What you are asked to do>
For this exercise, please reproduce the records below word for word, from the first line through the line with "pub const WORKERS_RANGE: (usize, usize)".

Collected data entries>

//! Engine settings exposed to the settings screen, plus protocol tuning.

use std::path::PathBuf;
use std::time::Duration;

use serde::Deserialize;

pub const CHUNK_SIZE_MB_RANGE: (u32, u32) = (1, 32);
pub const MAX_CONCURRENT_RANGE: (usize, usize) = (1, 10);
pub const WORKERS_RANGE: (usize, usize) = (1, 10);

/// Engine configuration. Deserializable so hosts can embed it in their config file.
#[derive(Debug, Clone, Deserialize)]
#[serde(deny_unknown_fields)]
pub struct EngineConfig {
    /// Chunk size in MiB (1–32, default 1).
    #[serde(default = "default_chunk_size_mb")]
    pub chunk_size_mb: u32,
    /// Sessions allowed to hold a transfer slot at once (1–10, default 3).
    #[serde(default = "default_max_concurrent")]
    pub max_concurrent_sessions: usize,
    /// Chunk workers per sending session (1–10, default 4).
    #[serde(default = "default_workers")]
    pub workers_per_session: usize,
    /// Directory incoming files are written to. Opaque to the engine beyond joining a file name.
    #[serde(default)]
    pub save_path: PathBuf,
    #[serde(default = "default_ack_timeout_ms")]
    pub ack_timeout_ms: u64,
    /// Total attempts per chunk before the session fails.
    #[serde(default = "default_max_chunk_attempts")]
    pub max_chunk_attempts: u32,
    /// First retry delay; doubled per attempt.
    #[serde(default = "default_retry_backoff_ms")]
    pub retry_backoff_ms: u64,
    /// How long `create_session` waits for a free slot.
    #[serde(default = "default_admission_window_ms")]
    pub admission_window_ms: u64,
    /// Silence after which an online peer is marked offline.
    #[serde(default = "default_absence_threshold_secs")]
    pub absence_threshold_secs: u64,
    /// Time offline after which a peer is evicted.
    #[serde(default = "default_eviction_threshold_secs")]
    pub eviction_threshold_secs: u64,
    #[serde(default = "default_sweep_interval_secs")]
    pub sweep_interval_secs: u64,
}

fn default_chunk_size_mb() -> u32 {
    1
}
fn default_max_concurrent() -> usize {
    3
}
fn default_workers() -> usize {
    4
}
fn default_ack_timeout_ms() -> u64 {
    10_000
}
fn default_max_chunk_attempts() -> u32 {
    3
}
fn default_retry_backoff_ms() -> u64 {
    200
}
fn default_admission_window_ms() -> u64 {
    500
}
fn default_absence_threshold_secs() -> u64 {
    16
}
fn default_eviction_threshold_secs() -> u64 {
    120
}
fn default_sweep_interval_secs() -> u64 {
    4
}

impl Default for EngineConfig {
    fn default() -> Self {
        Self {
            chunk_size_mb: default_chunk_size_mb(),
            max_concurrent_sessions: default_max_concurrent(),
            workers_per_session: default_workers(),
            save_path: PathBuf::new(),
            ack_timeout_ms: default_ack_timeout_ms(),
            max_chunk_attempts: default_max_chunk_attempts(),
            retry_backoff_ms: default_retry_backoff_ms(),
            admission_window_ms: default_admission_window_ms(),
            absence_threshold_secs: default_absence_threshold_secs(),
            eviction_threshold_secs: default_eviction_threshold_secs(),
            sweep_interval_secs: default_sweep_interval_secs(),
        }
    }
}

#[derive(Debug, thiserror::Error)]
pub enum ConfigError {
    #[error("{field} must be between {min} and {max}, got {value}")]
    OutOfRange {
        field: &'static str,
        min: u64,
        max: u64,
        value: u64,
    },
    #[error("{0} must be greater than zero")]
    Zero(&'static str),
}

impl EngineConfig {
    pub fn validate(&self) -> Result<(), ConfigError> {
        check_range(
            "chunk_size_mb",
            u64::from(self.chunk_size_mb),
            CHUNK_SIZE_MB_RANGE.0.into(),
            CHUNK_SIZE_MB_RANGE.1.into(),
        )?;
        check_range(
            "max_concurrent_sessions",
            self.max_concurrent_sessions as u64,
            MAX_CONCURRENT_RANGE.0 as u64,
            MAX_CONCURRENT_RANGE.1 as u64,
        )?;
        check_range(
            "workers_per_session",
            self.workers_per_session as u64,
            WORKERS_RANGE.0 as u64,
            WORKERS_RANGE.1 as u64,
        )?;
        if self.max_chunk_attempts == 0 {
            return Err(ConfigError::Zero("max_chunk_attempts"));
        }
        if self.ack_timeout_ms == 0 {
            return Err(ConfigError::Zero("ack_timeout_ms"));
        }
        if self.sweep_interval_secs == 0 {
            return Err(ConfigError::Zero("sweep_interval_secs"));
        }
        Ok(())
    }

    pub fn chunk_size_bytes(&self) -> u32 {
        self.chunk_size_mb * 1024 * 1024
    }

    pub fn ack_timeout(&self) -> Duration {
        Duration::from_millis(self.ack_timeout_ms)
    }

    pub fn retry_backoff(&self) -> Duration {
        Duration::from_millis(self.retry_backoff_ms)
    }

    pub fn admission_window(&self) -> Duration {
        Duration::from_millis(self.admission_window_ms)
    }

    pub fn absence_threshold(&self) -> Duration {
        Duration::from_secs(self.absence_threshold_secs)
    }

    pub fn eviction_threshold(&self) -> Duration {
        Duration::from_secs(self.eviction_threshold_secs)
    }

    pub fn sweep_interval(&self) -> Duration {
        Duration::from_secs(self.sweep_interval_secs)
    }
}

fn check_range(field: &'static str, value: u64, min: u64, max: u64) -> Result<(), ConfigError> {
    if value < min || value > max {
        return Err(ConfigError::OutOfRange {
            field,
            min,
            max,
            value,
        });
    }
    Ok(())
}

#[cfg(test)]
mod tests {
    use super::*;

    #[test]
    fn defaults_are_valid() {
        let c = EngineConfig::default();
        c.validate().unwrap();
        assert_eq!(c.chunk_size_bytes(), 1024 * 1024);
        assert_eq!(c.max_chunk_attempts, 3);
    }

    #[test]
    fn chunk_size_out_of_range() {
        let c = EngineConfig {
            chunk_size_mb: 33,
            ..EngineConfig::default()
        };
        assert!(matches!(
            c.validate(),
            Err(ConfigError::OutOfRange {
                field: "chunk_size_mb",
                ..
            })
        ));
    }

    #[test]
    fn max_concurrent_out_of_range() {
        let c = EngineConfig {
            max_concurrent_sessions: 0,
            ..EngineConfig::default()
        };
        assert!(c.validate().is_err());
        let c = EngineConfig {
            max_concurrent_sessions: 11,
            ..EngineConfig::default()
        };
        assert!(c.validate().is_err());
    }

    #[test]
    fn zero_attempts_rejected() {
        let c = EngineConfig {
            max_chunk_attempts: 0,
            ..EngineConfig::default()
        };
        assert!(matches!(
            c.validate(),
            Err(ConfigError::Zero("max_chunk_attempts"))
        ));
    }
}
//! Integrity: per-chunk digest (SHA-256, optionally truncated), verify on receive.

use sha2::{Digest, Sha256};

use crate::protocol::ChecksumAlgo;

/// Hash a chunk payload with the given algorithm.
pub fn hash_chunk(algo: ChecksumAlgo, payload: &[u8]) -> Vec<u8> {
    let mut hasher = Sha256::new();
    hasher.update(payload);
    let digest = hasher.finalize();
    digest[..algo.digest_len()].to_vec()
}

/// Verify a payload against a checksum. The algorithm is implied by the checksum length;
/// an unsupported length never verifies.
pub fn verify_chunk(payload: &[u8], checksum: &[u8]) -> bool {
    match ChecksumAlgo::from_digest_len(checksum.len()) {
        Some(algo) => hash_chunk(algo, payload) == checksum,
        None => false,
    }
}

#[cfg(test)]
mod tests {
    use super::*;

    #[test]
    fn hash_verify_roundtrip() {
        let payload = b"hello chunk";
        let hash = hash_chunk(ChecksumAlgo::Sha256, payload);
        assert_eq!(hash.len(), 32);
        assert!(verify_chunk(payload, &hash));
    }

    #[test]
    fn truncated_digest_is_prefix_of_full() {
        let payload = b"hello chunk";
        let full = hash_chunk(ChecksumAlgo::Sha256, payload);
        let short = hash_chunk(ChecksumAlgo::Sha256Trunc128, payload);
        assert_eq!(short.len(), 16);
        assert_eq!(&full[..16], &short[..]);
        assert!(verify_chunk(payload, &short));
    }

    #[test]
    fn verify_rejects_tampered() {
        let hash = hash_chunk(ChecksumAlgo::Sha256, b"hello chunk");
        assert!(!verify_chunk(b"tampered", &hash));
    }

    #[test]
    fn verify_rejects_odd_length() {
        let hash = hash_chunk(ChecksumAlgo::Sha256, b"x");
        assert!(!verify_chunk(b"x", &hash[..20]));
    }
}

Result below>
//! Engine settings exposed to the settings screen, plus protocol tuning.

use std::path::PathBuf;
use std::time::Duration;

use serde::Deserialize;

pub const CHUNK_SIZE_MB_RANGE: (u32, u32) = (1, 32);
pub const MAX_CONCURRENT_RANGE: (usize, usize) = (1, 10);
pub const WORKERS_RANGE: (usize, usize) = (1, 10);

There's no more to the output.